# [Provided records]
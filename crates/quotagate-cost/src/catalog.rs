// SPDX-FileCopyrightText: 2026 Quotagate Contributors
// SPDX-License-Identifier: MIT OR Apache-2.0

//! Model price catalog.
//!
//! The catalog is built once at startup from a CSV source with the columns
//! `model, version, input, cached_input, output` (header row required).
//! Rates are USD per million tokens. Each row is stored under its `model`
//! name and, when present and different, again under its dated `version`
//! string, so lookups can match either form.
//!
//! Malformed rows are skipped with a warning. The load only fails when the
//! source cannot be read or holds fewer than a header plus one data row.

use std::collections::HashMap;
use std::io::Read;
use std::path::Path;

use quotagate_core::QuotaError;
use serde::{Deserialize, Serialize};
use thiserror::Error;
use tracing::{info, warn};

/// Catalog key reported for the fallback entry.
pub const DEFAULT_PRICING_KEY: &str = "default";

/// Fallback input rate (USD per million tokens) for unpriced models.
pub const DEFAULT_INPUT_PER_MTOK: f64 = 30.0;

/// Fallback output rate (USD per million tokens) for unpriced models.
pub const DEFAULT_OUTPUT_PER_MTOK: f64 = 60.0;

/// Minimum number of fields a data row must carry.
const REQUIRED_FIELDS: usize = 5;

/// Price rates for one model, in USD per million tokens.
#[derive(Debug, Clone, PartialEq, Serialize, Deserialize)]
pub struct PriceEntry {
    /// Generic model name from the `model` column.
    pub model: String,
    /// Dated release string from the `version` column (may be empty).
    #[serde(default)]
    pub version: String,
    /// Price per million prompt tokens.
    pub input: f64,
    /// Price per million cached prompt tokens. Informational only.
    #[serde(default)]
    pub cached_input: f64,
    /// Price per million completion tokens.
    pub output: f64,
}

impl PriceEntry {
    /// Create an entry with no version and no cached-input rate.
    pub fn new(model: impl Into<String>, input: f64, output: f64) -> Self {
        Self {
            model: model.into(),
            version: String::new(),
            input,
            cached_input: 0.0,
            output,
        }
    }

    /// The conservative entry used when no catalog key matches.
    pub fn fallback(input: f64, output: f64) -> Self {
        Self::new(DEFAULT_PRICING_KEY, input, output)
    }
}

/// Why a single CSV row was skipped.
#[derive(Debug, Error, PartialEq)]
enum RowError {
    #[error("incomplete row with {0} fields")]
    Incomplete(usize),
    #[error("empty model name")]
    EmptyModel,
    #[error("invalid {field} price `{value}` for model {model}")]
    InvalidRate {
        field: &'static str,
        value: String,
        model: String,
    },
}

/// Immutable mapping from catalog key to [`PriceEntry`].
///
/// Lookups go through [`PriceCatalog::resolve`]: exact key first, then the
/// first key that is a prefix of the requested model, then the fallback
/// entry. When several keys are prefixes of the same model, which one wins
/// is unspecified.
#[derive(Debug, Clone)]
pub struct PriceCatalog {
    entries: HashMap<String, PriceEntry>,
    fallback: PriceEntry,
}

impl Default for PriceCatalog {
    fn default() -> Self {
        Self::new()
    }
}

impl PriceCatalog {
    /// An empty catalog; every lookup resolves to the fallback entry.
    pub fn new() -> Self {
        Self {
            entries: HashMap::new(),
            fallback: PriceEntry::fallback(DEFAULT_INPUT_PER_MTOK, DEFAULT_OUTPUT_PER_MTOK),
        }
    }

    /// Replace the fallback rates used for unmatched models.
    pub fn with_fallback_rates(mut self, input: f64, output: f64) -> Self {
        self.fallback = PriceEntry::fallback(input, output);
        self
    }

    /// Build a catalog from entries, keyed by each entry's `model` and `version`.
    pub fn from_entries(entries: impl IntoIterator<Item = PriceEntry>) -> Self {
        let mut catalog = Self::new();
        for entry in entries {
            catalog.insert_row(entry);
        }
        catalog
    }

    /// Load a catalog from a CSV file.
    pub fn load(path: impl AsRef<Path>) -> Result<Self, QuotaError> {
        let path = path.as_ref();
        let file = std::fs::File::open(path).map_err(|e| QuotaError::Pricing {
            message: format!("cannot open pricing file {}: {e}", path.display()),
            source: Some(Box::new(e)),
        })?;
        Self::from_reader(file)
    }

    /// Load a catalog from any CSV byte source.
    pub fn from_reader<R: Read>(reader: R) -> Result<Self, QuotaError> {
        let mut csv_reader = csv::ReaderBuilder::new()
            .has_headers(false)
            .flexible(true)
            .trim(csv::Trim::All)
            .from_reader(reader);

        let records = csv_reader
            .records()
            .collect::<Result<Vec<_>, _>>()
            .map_err(|e| QuotaError::Pricing {
                message: format!("error reading CSV: {e}"),
                source: Some(Box::new(e)),
            })?;

        if records.len() < 2 {
            return Err(QuotaError::Pricing {
                message: "CSV file must contain at least header and one data row".to_string(),
                source: None,
            });
        }

        let mut catalog = Self::new();
        // Row 0 is the header.
        for (index, record) in records.iter().enumerate().skip(1) {
            match parse_row(record) {
                Ok(entry) => catalog.insert_row(entry),
                Err(e) => warn!(line = index + 1, error = %e, "skipping pricing row"),
            }
        }

        info!(models = catalog.len(), "loaded model pricing");
        Ok(catalog)
    }

    fn insert_row(&mut self, entry: PriceEntry) {
        if !entry.version.is_empty() && entry.version != entry.model {
            self.entries.insert(entry.version.clone(), entry.clone());
        }
        self.entries.insert(entry.model.clone(), entry);
    }

    /// Resolve a model identifier to its price entry.
    ///
    /// Returns the entry and whether it came from the catalog (`true`) or is
    /// the fallback (`false`).
    pub fn resolve(&self, model: &str) -> (&PriceEntry, bool) {
        if let Some(entry) = self.entries.get(model) {
            return (entry, true);
        }

        // e.g. gpt-4o-2024-08-06 -> gpt-4o
        if let Some(entry) = self
            .entries
            .iter()
            .find(|(key, _)| model.starts_with(key.as_str()))
            .map(|(_, entry)| entry)
        {
            return (entry, true);
        }

        (&self.fallback, false)
    }

    /// The entry used for models with no matching key.
    pub fn fallback(&self) -> &PriceEntry {
        &self.fallback
    }

    /// All catalog keys, sorted.
    pub fn keys(&self) -> Vec<&str> {
        let mut keys: Vec<&str> = self.entries.keys().map(String::as_str).collect();
        keys.sort_unstable();
        keys
    }

    /// The full key -> entry mapping.
    pub fn entries(&self) -> &HashMap<String, PriceEntry> {
        &self.entries
    }

    /// Number of catalog keys (versioned keys count separately).
    pub fn len(&self) -> usize {
        self.entries.len()
    }

    pub fn is_empty(&self) -> bool {
        self.entries.is_empty()
    }
}

fn parse_row(record: &csv::StringRecord) -> Result<PriceEntry, RowError> {
    if record.len() < REQUIRED_FIELDS {
        return Err(RowError::Incomplete(record.len()));
    }

    let model = &record[0];
    if model.is_empty() {
        return Err(RowError::EmptyModel);
    }
    let rate = |field: &'static str, value: &str| {
        parse_rate(value).ok_or_else(|| RowError::InvalidRate {
            field,
            value: value.to_string(),
            model: model.to_string(),
        })
    };

    let input = rate("input", &record[2])?;
    // Optional: an empty or broken cached_input never fails the row.
    let cached_input = parse_rate(&record[3]).unwrap_or(0.0);
    let output = rate("output", &record[4])?;

    Ok(PriceEntry {
        model: model.to_string(),
        version: record[1].to_string(),
        input,
        cached_input,
        output,
    })
}

/// Parse a per-million-token rate. Empty means zero.
fn parse_rate(value: &str) -> Option<f64> {
    if value.is_empty() {
        return Some(0.0);
    }
    value
        .parse::<f64>()
        .ok()
        .filter(|rate| rate.is_finite() && *rate >= 0.0)
}
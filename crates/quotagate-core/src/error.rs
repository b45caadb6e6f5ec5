// SPDX-FileCopyrightText: 2026 Quotagate Contributors
// SPDX-License-Identifier: MIT OR Apache-2.0

//! Error types for the Quotagate proxy.

use serde::Serialize;
use strum::{Display, EnumString, IntoStaticStr};
use thiserror::Error;

/// Machine-readable discriminator for a [`QuotaError`].
///
/// Serialized into every error response body so callers can branch on the
/// failure without parsing the message text.
#[derive(
    Debug, Clone, Copy, PartialEq, Eq, Hash, Display, EnumString, IntoStaticStr, Serialize,
)]
#[strum(serialize_all = "snake_case")]
#[serde(rename_all = "snake_case")]
pub enum ErrorKind {
    ConfigurationLoadFailure,
    Config,
    Unauthorized,
    ModelNotAllowed,
    MalformedRequest,
    BudgetExhausted,
    BudgetWouldBeExceeded,
    UpstreamFailure,
    Internal,
}

/// The primary error type used across the Quotagate crates.
#[derive(Debug, Error)]
pub enum QuotaError {
    /// The pricing source could not be opened, read, or held too few rows.
    #[error("pricing load error: {message}")]
    Pricing {
        message: String,
        source: Option<Box<dyn std::error::Error + Send + Sync>>,
    },

    /// Configuration errors (invalid TOML, bad values, unusable addresses).
    #[error("configuration error: {0}")]
    Config(String),

    /// Missing or malformed caller credential.
    #[error("unauthorized: {message}")]
    Unauthorized { message: String },

    /// The requested model does not match any allowed family prefix.
    #[error("model `{model}` is not in the allowed list")]
    ModelNotAllowed { model: String },

    /// The request body could not be parsed into a chat completion request.
    #[error("malformed request: {message}")]
    MalformedRequest { message: String },

    /// Total spend had already reached the ceiling before this request.
    #[error("global cost limit exceeded (spent ${total_spent:.6} of ${ceiling:.6})")]
    BudgetExhausted { total_spent: f64, ceiling: f64 },

    /// The pre-flight estimate would push total spend to or past the ceiling.
    #[error(
        "request would exceed global cost limit (estimated ${estimated_cost:.6}, \
         spent ${total_spent:.6} of ${ceiling:.6})"
    )]
    BudgetWouldBeExceeded {
        estimated_cost: f64,
        total_spent: f64,
        ceiling: f64,
    },

    /// The upstream completion API failed or returned a non-success status.
    #[error("upstream API call error: {message}")]
    Upstream {
        message: String,
        source: Option<Box<dyn std::error::Error + Send + Sync>>,
    },

    /// Internal or unexpected errors.
    #[error("internal error: {0}")]
    Internal(String),
}

impl QuotaError {
    /// The machine-readable kind of this error.
    pub fn kind(&self) -> ErrorKind {
        match self {
            Self::Pricing { .. } => ErrorKind::ConfigurationLoadFailure,
            Self::Config(_) => ErrorKind::Config,
            Self::Unauthorized { .. } => ErrorKind::Unauthorized,
            Self::ModelNotAllowed { .. } => ErrorKind::ModelNotAllowed,
            Self::MalformedRequest { .. } => ErrorKind::MalformedRequest,
            Self::BudgetExhausted { .. } => ErrorKind::BudgetExhausted,
            Self::BudgetWouldBeExceeded { .. } => ErrorKind::BudgetWouldBeExceeded,
            Self::Upstream { .. } => ErrorKind::UpstreamFailure,
            Self::Internal(_) => ErrorKind::Internal,
        }
    }

    /// Shorthand for an [`QuotaError::Unauthorized`] with the given message.
    pub fn unauthorized(message: impl Into<String>) -> Self {
        Self::Unauthorized {
            message: message.into(),
        }
    }

    /// Shorthand for an [`QuotaError::Upstream`] without a source error.
    pub fn upstream(message: impl Into<String>) -> Self {
        Self::Upstream {
            message: message.into(),
            source: None,
        }
    }
}
// SPDX-FileCopyrightText: 2026 Quotagate Contributors
// SPDX-License-Identifier: MIT OR Apache-2.0

//! Deterministic token counter for tests that need exact token arithmetic.

use quotagate_core::TokenCounter;

/// Counts every non-empty text as a fixed number of tokens.
#[derive(Debug, Clone, Copy)]
pub struct FixedTokenCounter(pub u64);

impl TokenCounter for FixedTokenCounter {
    fn count_tokens(&self, text: &str, _model: &str) -> u64 {
        if text.is_empty() { 0 } else { self.0 }
    }
}
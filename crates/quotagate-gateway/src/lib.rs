// SPDX-FileCopyrightText: 2026 Quotagate Contributors
// SPDX-License-Identifier: MIT OR Apache-2.0

//! HTTP surface of the Quotagate proxy.
//!
//! The gateway translates HTTP requests into calls on the
//! [`AdmissionController`](quotagate_admission::AdmissionController) and
//! maps each error kind to a status code with a JSON error body.

pub mod handlers;
pub mod server;

pub use handlers::{status_for, ApiError, ErrorResponse};
pub use server::{build_router, start_server, GatewayState, ServerConfig};
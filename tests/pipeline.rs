//! End-to-end pipeline tests with scripted engines.
//!
//! The rasterizer and recognizer are replaced by fakes, so these run without
//! pdfium or Tesseract installed. Everything from the join point onward
//! (segmentation, field rules, validation, ordering) is the real code.

use image::{DynamicImage, GrayImage};
use std::collections::HashMap;
use std::sync::atomic::{AtomicUsize, Ordering};
use std::sync::{Arc, Mutex};
use std::time::Duration;
use voterroll_extract::pipeline::input::Document;
use voterroll_extract::{
    extract, extract_records, extract_sync, extract_to_file, ExtractError, ExtractionConfig,
    ExtractionConfigBuilder, ExtractionProgressCallback, PageError, PageImage, PageSelection,
    PageSink, RasterOptions, Rasterizer, RecognitionError, Recognizer, RejectReason,
    UnreadableReason, VoterRecord,
};

const PDF: &[u8] = b"%PDF-1.7\n% scripted test document\n";

// ── Fakes ────────────────────────────────────────────────────────────────────

/// Page bitmaps currently alive between rendering and recognition.
#[derive(Default)]
struct LiveGauge {
    live: AtomicUsize,
    peak: AtomicUsize,
}

impl LiveGauge {
    fn enter(&self) {
        let now = self.live.fetch_add(1, Ordering::SeqCst) + 1;
        self.peak.fetch_max(now, Ordering::SeqCst);
    }

    fn leave(&self) {
        self.live.fetch_sub(1, Ordering::SeqCst);
    }

    fn peak(&self) -> usize {
        self.peak.load(Ordering::SeqCst)
    }
}

#[derive(Default)]
struct FakeRasterizer {
    page_count: usize,
    broken: Vec<usize>,
    locked: bool,
    gauge: Option<Arc<LiveGauge>>,
}

impl Rasterizer for FakeRasterizer {
    fn rasterize(
        &self,
        _document: &Document,
        options: &RasterOptions,
        sink: &mut dyn PageSink,
    ) -> Result<(), ExtractError> {
        if self.locked {
            return Err(ExtractError::unreadable(UnreadableReason::PasswordRequired));
        }
        let indices = options.pages.to_indices(self.page_count);
        sink.begin(self.page_count, indices.len());
        for idx in indices {
            if !sink.ready() {
                break;
            }
            let page_num = idx + 1;
            let page = if self.broken.contains(&page_num) {
                Err(PageError::RenderFailed {
                    page: page_num,
                    detail: "broken content stream".into(),
                })
            } else {
                if let Some(ref gauge) = self.gauge {
                    gauge.enter();
                }
                Ok(PageImage {
                    page_num,
                    image: DynamicImage::ImageLuma8(GrayImage::new(8, 8)),
                })
            };
            if !sink.page(page) {
                break;
            }
        }
        Ok(())
    }
}

#[derive(Default)]
struct ScriptedRecognizer {
    text: HashMap<usize, String>,
    failing: Vec<usize>,
    slow: Vec<usize>,
    gauge: Option<Arc<LiveGauge>>,
}

impl Recognizer for ScriptedRecognizer {
    fn name(&self) -> &str {
        "scripted"
    }

    fn recognize_text(&self, page: &PageImage) -> Result<String, RecognitionError> {
        if self.slow.contains(&page.page_num) {
            std::thread::sleep(Duration::from_millis(60));
        }
        if let Some(ref gauge) = self.gauge {
            gauge.leave();
        }
        if self.failing.contains(&page.page_num) {
            return Err(RecognitionError::EngineFailed("tesseract exited with 1".into()));
        }
        Ok(self.text.get(&page.page_num).cloned().unwrap_or_default())
    }
}

#[derive(Default)]
struct RecordingCallback {
    events: Mutex<Vec<String>>,
}

impl RecordingCallback {
    fn push(&self, event: String) {
        self.events.lock().unwrap().push(event);
    }
}

impl ExtractionProgressCallback for RecordingCallback {
    fn on_extraction_start(&self, total_pages: usize) {
        self.push(format!("start {total_pages}"));
    }
    fn on_page_complete(&self, page_num: usize, _total: usize, _lines: usize) {
        self.push(format!("ok {page_num}"));
    }
    fn on_page_error(&self, page_num: usize, _total: usize, _error: &str) {
        self.push(format!("err {page_num}"));
    }
    fn on_extraction_complete(&self, _total_pages: usize, record_count: usize) {
        self.push(format!("done {record_count}"));
    }
}

// ── Helpers ──────────────────────────────────────────────────────────────────

fn entry(serial: usize, name: &str, age: &str) -> String {
    format!(
        "{serial} ABC{serial:07}\n\
         निर्वाचक का नाम : {name}\n\
         पिता का नाम : रमेश चंद\n\
         मकान संख्या : {serial}\n\
         उम्र : {age} लिंग : पुरुष\n"
    )
}

fn scripted(pages: &[&str]) -> ScriptedRecognizer {
    ScriptedRecognizer {
        text: pages
            .iter()
            .enumerate()
            .map(|(i, t)| (i + 1, t.to_string()))
            .collect(),
        ..Default::default()
    }
}

fn builder(page_count: usize, recognizer: ScriptedRecognizer) -> ExtractionConfigBuilder {
    ExtractionConfig::builder()
        .rasterizer(Arc::new(FakeRasterizer {
            page_count,
            ..Default::default()
        }))
        .recognizer(Arc::new(recognizer))
}

fn config_for(pages: &[&str]) -> ExtractionConfig {
    builder(pages.len(), scripted(pages)).build().unwrap()
}

fn names(records: &[VoterRecord]) -> Vec<&str> {
    records.iter().map(|r| r.name.as_str()).collect()
}

// ── Contract properties ──────────────────────────────────────────────────────

#[tokio::test]
async fn single_anchor_yields_one_record() {
    let page = format!("मतदाता सूची\n{}", entry(1, "राम कुमार", "42"));
    let out = extract(PDF, &config_for(&[&page])).await.unwrap();

    assert_eq!(out.records.len(), 1);
    let r = &out.records[0];
    assert_eq!(r.name, "राम कुमार");
    assert_eq!(r.age, 42);
    assert_eq!(r.spouse_or_parent_name.as_deref(), Some("रमेश चंद"));
    assert_eq!(r.house_number.as_deref(), Some("1"));
    assert_eq!(r.gender.as_deref(), Some("पुरुष"));
    assert_eq!(r.tag_number.as_deref(), Some("1 ABC0000001"));
    assert!(out.rejections.is_empty());
}

#[tokio::test]
async fn n_blocks_keep_document_order() {
    let page1 = [entry(1, "अ", "30"), entry(2, "ब", "31"), entry(3, "स", "32")].concat();
    let page2 = [entry(4, "द", "33"), entry(5, "ए", "34")].concat();
    // Page 1 finishes last; order must still follow the document.
    let recognizer = ScriptedRecognizer {
        slow: vec![1],
        ..scripted(&[&page1, &page2])
    };
    let config = builder(2, recognizer).concurrency(2).build().unwrap();

    let out = extract(PDF, &config).await.unwrap();
    assert_eq!(names(&out.records), vec!["अ", "ब", "स", "द", "ए"]);
    assert_eq!(out.stats.total_blocks, 5);
    assert_eq!(
        out.pages.iter().map(|p| p.page_num).collect::<Vec<_>>(),
        vec![1, 2]
    );
    assert_eq!(out.pages[0].record_count, 3);
    assert_eq!(out.pages[1].block_count, 2);
}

# [To do]
Send back exactly the lines of the listing above starting at the one with "self.events.lock().unwrap().push(event);" and ending at the one with "पिता का नाम : रमेश चंद\n\", inclusive, and no others.

# [Exercise solution]
        self.events.lock().unwrap().push(event);
    }
}

impl ExtractionProgressCallback for RecordingCallback {
    fn on_extraction_start(&self, total_pages: usize) {
        self.push(format!("start {total_pages}"));
    }
    fn on_page_complete(&self, page_num: usize, _total: usize, _lines: usize) {
        self.push(format!("ok {page_num}"));
    }
    fn on_page_error(&self, page_num: usize, _total: usize, _error: &str) {
        self.push(format!("err {page_num}"));
    }
    fn on_extraction_complete(&self, _total_pages: usize, record_count: usize) {
        self.push(format!("done {record_count}"));
    }
}

// ── Helpers ──────────────────────────────────────────────────────────────────

fn entry(serial: usize, name: &str, age: &str) -> String {
    format!(
        "{serial} ABC{serial:07}\n\
         निर्वाचक का नाम : {name}\n\
         पिता का नाम : रमेश चंद\n\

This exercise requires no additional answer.